Herizo le taxi-moto : « Je ne roule pas sur l’or ! »
14 septembre 2016 - Métiers commentaires   //   2294 Views   //   N°: 80

Adaptation tanarivienne de Joe le taxi, mais sur deux roues, Herizo est taxi-moto depuis deux ans. Rhum, mambo, saxo ? Son quotidien est plutôt de se faufiler dans les embouteillages pour faire mieux que taxis et taxis-be. Lesquels, forcément, voient d’un très mauvais œil cette nouvelle concurrence, non mais.

« Joe le taxi / C’est sa vie / Dans sa caisse / La musique à Joe / C’est la rumba. » Remplacez Joe par Herizo, caisse par moto, rumba par salegy et vous avez le portait d’un Joe on ne peut plus tananarivien. Contre toute attente, ce jeune père de 32 ans est diplômé en économie mais a choisi de travailler à son propre compte comme conducteur de taxi-moto. Une activité très en vogue à Tana, notamment dans la partie sud, entre Anosy et Iavoloha. Avec sa bécane – une 125 centimètres cubes très ordinaire – il sillonne les rues à la recherche du client qu’il installera derrière lui. Rien ne permet de reconnaître en lui un taxi, souvent il doit faire un signal quand il croise un piéton pressé. « Taxi ! », lance-t-il, en faisant un gros appel de phare.
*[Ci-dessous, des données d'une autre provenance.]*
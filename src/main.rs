use anyhow::{bail, Result};
use std::env;
use std::path::{Path, PathBuf};

use arrest_compare::pipeline::DEFAULT_SAMPLE_ROWS;
use arrest_compare::{
    available_year_range, create_sample, demographic_summary, export_aligned,
    geo_view, load_and_process, order_by_department, process_files, temporal_summary, City,
    ComparisonData, Department, PipelineConfig, VERSION,
};

fn main() -> Result<()> {
    env_logger::Builder::from_env(env_logger::Env::default().default_filter_or("info")).init();

    let args: Vec<String> = env::args().collect();
    let command = args.get(1).map(String::as_str).unwrap_or("run");
    let rest = args.get(2..).unwrap_or(&[]);

    match command {
        "run" => run_summary(rest)?,
        "export" => run_export(rest)?,
        "geo" => run_geo(rest)?,
        "sample" => run_sample(rest)?,
        "help" | "--help" | "-h" => print_usage(),
        other => {
            print_usage();
            bail!("Unknown command: {}", other);
        }
    }

    Ok(())
}

fn print_usage() {
    println!("arrest-compare {}", VERSION);
    println!();
    println!("USAGE:");
    println!("  arrest-compare run [<nypd_file> <lapd_file>] [--config <file>]");
    println!("  arrest-compare export <out_dir> [--config <file>]");
    println!("  arrest-compare geo <NYC|LA> [fraction] [--config <file>]");
    println!("  arrest-compare sample [rows] [--config <file>]");
}

/// Split `--config <file>` out of the argument list
fn parse_args(args: &[String]) -> Result<(PipelineConfig, Vec<String>)> {
    let mut config_path: Option<PathBuf> = None;
    let mut rest = Vec::new();
    let mut iter = args.iter();
    while let Some(arg) = iter.next() {
        if arg == "--config" {
            match iter.next() {
                Some(path) => config_path = Some(PathBuf::from(path)),
                None => bail!("--config requires a file path"),
            }
        } else {
            rest.push(arg.clone());
        }
    }

    let config = match config_path {
        Some(path) => PipelineConfig::from_file(&path)?,
        None => PipelineConfig::default(),
    };
    Ok((config, rest))
}

fn load(config: &PipelineConfig) -> Result<ComparisonData> {
    println!("📂 Loading data from {}...", config.data_dir.display());
    match load_and_process(config) {
        Some(data) => Ok(data),
        None => bail!("Failed to load data. Check the files in {}", config.data_dir.display()),
    }
}

fn run_summary(args: &[String]) -> Result<()> {
    let (config, rest) = parse_args(args)?;

    println!("🚔 Arrest Data Comparison - NYPD vs LAPD");
    println!("━━━━━━━━━━━━━━━━━━━━━━━━━━━━━━━━━━━━━━━━━━━━━");

    let data = match rest.as_slice() {
        [] => load(&config)?,
        [first, second] => {
            let (nypd_path, lapd_path) = order_by_department(Path::new(first), Path::new(second))?;
            println!("📂 Loading {} and {}...", nypd_path.display(), lapd_path.display());
            match process_files(&nypd_path, &lapd_path) {
                Some(data) => data,
                None => bail!("Failed to load data from the given files"),
            }
        }
        _ => bail!("Usage: arrest-compare run [<nypd_file> <lapd_file>]"),
    };
    for department in [Department::Nypd, Department::Lapd] {
        println!("✓ {}: {} records", department.name(), data.get(department).len());
    }
    if let Some((from, to)) = available_year_range(&data.nypd, &data.lapd) {
        println!("✓ Years: {}-{}", from, to);
    }

    for report in &data.reports {
        println!("   {}", report.summary());
    }

    let temporal = temporal_summary(&data.nypd, &data.lapd);
    println!("\n📅 Arrests by year:");
    for year in &temporal.by_year {
        println!("   {}  NYPD {:>8}  LAPD {:>8}", year.year, year.nypd, year.lapd);
    }

    println!("\n📆 Arrests by weekday:");
    for day in &temporal.by_weekday {
        println!("   {}  NYPD {:>8}  LAPD {:>8}", day.weekday, day.nypd, day.lapd);
    }

    let demographics = demographic_summary(&data.nypd, &data.lapd);
    println!("\n👥 Offense categories (% of arrests):");
    for share in &demographics.offense {
        println!(
            "   {:<20} NYPD {:>6.2}%  LAPD {:>6.2}%  diff {:>+7.2}",
            share.category,
            share.nypd_pct,
            share.lapd_pct,
            share.difference()
        );
    }

    println!("\n✅ Done");
    Ok(())
}

fn run_export(args: &[String]) -> Result<()> {
    let (config, rest) = parse_args(args)?;
    let Some(out_dir) = rest.first() else {
        bail!("Usage: arrest-compare export <out_dir>");
    };

    let data = load(&config)?;

    println!("\n💾 Writing aligned datasets...");
    let (nypd_path, lapd_path) = export_aligned(&data, Path::new(out_dir))?;
    println!("✓ {}", nypd_path.display());
    println!("✓ {}", lapd_path.display());
    Ok(())
}

fn run_geo(args: &[String]) -> Result<()> {
    let (config, rest) = parse_args(args)?;
    let Some(city) = rest.first() else {
        bail!("Usage: arrest-compare geo <NYC|LA> [fraction]");
    };
    let city: City = city.parse()?;
    let fraction = match rest.get(1) {
        Some(f) => Some(f.parse::<f64>()?),
        None => None,
    };

    let data = load(&config)?;
    let view = geo_view(&data, city, &config.sampling(fraction), config.min_density_points)?;

    println!("\n🗺️  {} arrest map", city.title());
    println!("✓ Points plotted: {}", view.plotted);
    match &view.density {
        Some(density) => {
            let dense = density.normalized.iter().filter(|v| **v >= 0.75).count();
            println!("✓ Density computed ({} points with normalized density >= 0.75)", dense);
        }
        None => println!("⚠️  Too few points for density; plain markers only"),
    }
    Ok(())
}

fn run_sample(args: &[String]) -> Result<()> {
    let (config, rest) = parse_args(args)?;
    let rows = match rest.first() {
        Some(n) => n.parse::<usize>()?,
        None => DEFAULT_SAMPLE_ROWS,
    };

    println!("✂️  Creating sample datasets ({} rows)...", rows);
    for (full, sample) in [
        (&config.nypd_file, &config.nypd_sample_file),
        (&config.lapd_file, &config.lapd_sample_file),
    ] {
        let input = config.data_dir.join(full);
        let output = config.data_dir.join(sample);
        match create_sample(&input, &output, rows) {
            Ok(n) => println!("✓ {} ({} rows)", output.display(), n),
            Err(e) => eprintln!("❌ Error creating sample for {}: {:#}", input.display(), e),
        }
    }
    Ok(())
}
Sinon, comme ses collègues, son point d’ancrage, sa tête de station on va dire, est du côté du IVe Arrondissement à Andrefan’Ambohijanahary.

Ses clients sont pour beaucoup des gens lassés de devoir piétiner des heures sur le bitume en attendant leur taxi-be pour se retrouver ensuite coincés dans les embouteillages au milieu des odeurs d’aisselle et des pick-pockets. « Je prends une taxi-moto quand j’ai hâte de retrouver mon lit après une journée épuisante. En deux temps, trois mouvements, je suis chez moi », explique Irinà, cadre dans une société commerciale à Ampefiloha. Certes, c’est plus cher que le transport en commun : 7 000 Ar en moyenne la course, mais moins cher que le taxi classique et surtout plus rapide !

Seul hic, Herizo et ses collègues sont dans l’informel. Une situation plus subie que voulue quand, en 2014, les taxis et les compagnies de bus ont fait une manifestation pour demander la suppression de ce transport public qui venait de naître. La sécurité des passagers avait été évoquée, mais aussi la question fiscale et la concurrence déloyale. Depuis, l’affaire est restée classée « sans suite ». « Nous sommes informels, mais nous ne demandons que ça, d’avoir pignon sur roue. Nous rendons service à beaucoup de gens et nous n’avons pas à être les otages des syndicats des gros transporteurs », martèle Herizo, ajoutant qu’il n’a jamais eu d’accident avec un client à bord.

Cela fait deux ans qu’il fait ce job. Il a toujours eu une moto dans son garage mais pas toujours de travail et donc d’argent pour se payer l’essence pour la conduire. En somme, avec ce job, il joint l’utile à l’agréable, arrivant à se faire en moyenne six courses dans la journée. Son carburant et ses casse-croûtes soustraits, cela lui fait tout de même 15 000 Ar dans la poche quand il rentre le soir. De quoi faire bouillir la marmite et même plus. « Conduire un taxi-moto ne te rendra pas riche. Je fais ce travail juste pour pouvoir nourrir ma famille et envoyer mon fiston dans une bonne école. » Malgré tout, sa passion pour les bécanes est intacte ; son rêve : acheter un jour une grosse cylindrée pour participer à une grande classique comme les 4 heures Honda. Comme dirait Joe le taxi, le rhum et le mambo, il n’y a pas que ça dans la vie !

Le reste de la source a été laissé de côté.